Challenges we ran into

  • Keeping deployed webhook processing responsive under real integration latency (model + external APIs) while preserving reliability.
  • Ensuring end-to-end operational correctness across systems (timeline sequencing, Jira state transitions, PR lifecycle, and approval-gated merge).

Accomplishments that we're proud of

Impact (KPIs)

These are scenario-based estimates grounded in current successful demo artifacts (n=2 fully resolved runs):

  • Observed autonomous MTTRs: 222.952s and 265.536s
  • Mean autonomous MTTR: 244.244s (4.07 min)

  • MTTR Reduction = 1 - (Autonomous MTTR / Manual Baseline MTTR)

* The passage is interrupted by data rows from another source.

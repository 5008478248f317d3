// Copyright 2025 Google LLC
//
// Licensed under the Apache License, Version 2.0 (the "License");
// you may not use this file except in compliance with the License.
// You may obtain a copy of the License at
//
//     https://www.apache.org/licenses/LICENSE-2.0
//
// Unless required by applicable law or agreed to in writing, software
// distributed under the License is distributed on an "AS IS" BASIS,
// WITHOUT WARRANTIES OR CONDITIONS OF ANY KIND, either express or implied.
// See the License for the specific language governing permissions and
// limitations under the License.

//! Per request options.
//!
//! The client defaults, set in [ClientConfig][crate::client_config::ClientConfig],
//! work for most applications. Some calls need a different configuration, for
//! example a longer polling loop for a large import. The `*Builder` returned
//! by each client method implements the [RequestOptionsBuilder] trait where
//! applications can override the defaults for a single request.

use crate::polling_backoff_policy::{PollingBackoffPolicy, PollingBackoffPolicyArg};
use crate::polling_policy::{PollingPolicy, PollingPolicyArg};
use std::sync::Arc;
use std::time::Duration;

/// A set of options configuring a single request.
///
/// Application only use this class directly in mocks, where they may want to
/// verify their application has configured all the right request parameters and
/// options.
///
/// All other code uses this type indirectly, via the per-request builders.
#[derive(Clone, Debug, Default)]
pub struct RequestOptions {
    attempt_timeout: Option<Duration>,
    polling_policy: Option<Arc<dyn PollingPolicy>>,
    polling_backoff_policy: Option<Arc<dyn PollingBackoffPolicy>>,
}

impl RequestOptions {
    /// Sets the per-attempt timeout.
    ///
    /// This limits each RPC, including each `GetOperation` request in a
    /// polling loop. The overall time in a polling loop is set by the polling
    /// policy.
    pub fn set_attempt_timeout<T: Into<Duration>>(&mut self, v: T) {
        self.attempt_timeout = Some(v.into());
    }

    /// Gets the current per-attempt timeout.
    pub fn attempt_timeout(&self) -> &Option<Duration> {
        &self.attempt_timeout
    }

    /// Get the current polling policy override, if any.
    pub fn polling_policy(&self) -> &Option<Arc<dyn PollingPolicy>> {
        &self.polling_policy
    }

    /// Sets the polling policy configuration.
    pub fn set_polling_policy<V: Into<PollingPolicyArg>>(&mut self, v: V) {
        self.polling_policy = Some(v.into().0);
    }

    /// Get the current polling backoff policy override, if any.
    pub fn polling_backoff_policy(&self) -> &Option<Arc<dyn PollingBackoffPolicy>> {
        &self.polling_backoff_policy
    }

    /// Sets the polling backoff policy configuration.
    pub fn set_polling_backoff_policy<V: Into<PollingBackoffPolicyArg>>(&mut self, v: V) {
        self.polling_backoff_policy = Some(v.into().0);
    }
}

/// Implementations of this trait provide setters to configure request options.
///
/// The Vision client libraries provide a builder for each RPC. These builders
/// can be used to set the request parameters, e.g., the name of the resource
/// targeted by the RPC, as well as any options affecting the request, such as
/// timeouts or the polling configuration.
pub trait RequestOptionsBuilder: internal::RequestBuilder {
    /// Sets the per-attempt timeout.
    fn with_attempt_timeout<V: Into<Duration>>(self, v: V) -> Self;

    /// Sets the polling policy configuration.
    fn with_polling_policy<V: Into<PollingPolicyArg>>(self, v: V) -> Self;

    /// Sets the polling backoff policy configuration.
    fn with_polling_backoff_policy<V: Into<PollingBackoffPolicyArg>>(self, v: V) -> Self;
}

#[doc(hidden)]
pub mod internal {
    //! This module contains implementation details. It is not part of the
    //! public API. Types and functions in this module may be changed or removed
    //! without warnings. Applications should not use any types contained
    //! within.
    use super::RequestOptions;
    use crate::client_config::ClientConfig;

    /// Simplify implementation of the [super::RequestOptionsBuilder] trait in
    /// the client libraries.
    pub trait RequestBuilder {
        fn request_options(&mut self) -> &mut RequestOptions;
    }

    /// Fills any option not set in `options` with the client defaults.
    pub fn with_client_defaults(mut options: RequestOptions, config: &ClientConfig) -> RequestOptions {
        if options.polling_policy.is_none() {
            options.polling_policy = config.polling_policy().clone();
        }
        if options.polling_backoff_policy.is_none() {
            options.polling_backoff_policy = config.polling_backoff_policy().clone();
        }
        if options.attempt_timeout.is_none() {
            options.attempt_timeout = *config.attempt_timeout();
        }
        options
    }
}

/// Implements the sealed [RequestOptionsBuilder] trait.
impl<T> RequestOptionsBuilder for T
where
    T: internal::RequestBuilder,
{
    fn with_attempt_timeout<V: Into<Duration>>(mut self, v: V) -> Self {
        self.request_options().set_attempt_timeout(v);
        self
    }

    fn with_polling_policy<V: Into<PollingPolicyArg>>(mut self, v: V) -> Self {
        self.request_options().set_polling_policy(v);
        self
    }

    fn with_polling_backoff_policy<V: Into<PollingBackoffPolicyArg>>(mut self, v: V) -> Self {
        self.request_options().set_polling_backoff_policy(v);
        self
    }
}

  • Cost Avoided per Incident = (Baseline MTTR - Autonomous MTTR) × 16,700

Baseline Manual MTTR Time Saved per Incident MTTR Reduction Estimated Cost Avoided per Incident
30 min 25.9 min 86.4% ~$433,000
45 min 40.9 min 91.0% ~$683,000
60 min 55.9 min 93.2% ~$934,000

Judging Criteria Fit

  • Technical Execution (40%): real multi-agent orchestration, typed contracts, API integrations, approval gates, and replayable simulator workflows.
  • Innovation / Wow Factor (30%): autonomous incident-to-remediation loop with governance, not a chatbot or prompt-only wrapper, but instead a multi-agent orchestration that intercepts Prometheus alerts, determines the cause of the issue, creates a jira ticket with an outline, and actions the ticket with a PR, detecting and solving errors end-to-end in under 5 minutes.
  • Potential Impact (20%): meaningful MTTR compression and large incident-cost avoidance potential.
  • Presentation / Demo (10%): clear lifecycle narrative from failure signal to validated remediation and recovery.

What we learned

  • Dynamic thinking levels are a practical control surface for production-grade agent systems: they let you tune speed/cost/quality per role instead of forcing one global compromise.
  • Thought signatures are the key to reliable multi-agent continuity: they preserve intent and reasoning context so downstream agents act on the same investigative truth.
  • Agents are especially strong at repeatable engineering workflows when bounded by strict contracts, deterministic guardrails, and verifiable external side effects.

What's next for Resilix

Next, we plan to extend this workflow into various applications to detect and remediate several failure classes while keeping the same principles: strict guardrails, auditable stateful agent handoffs, and fast but safe autonomous remediation with human governance at critical merge points.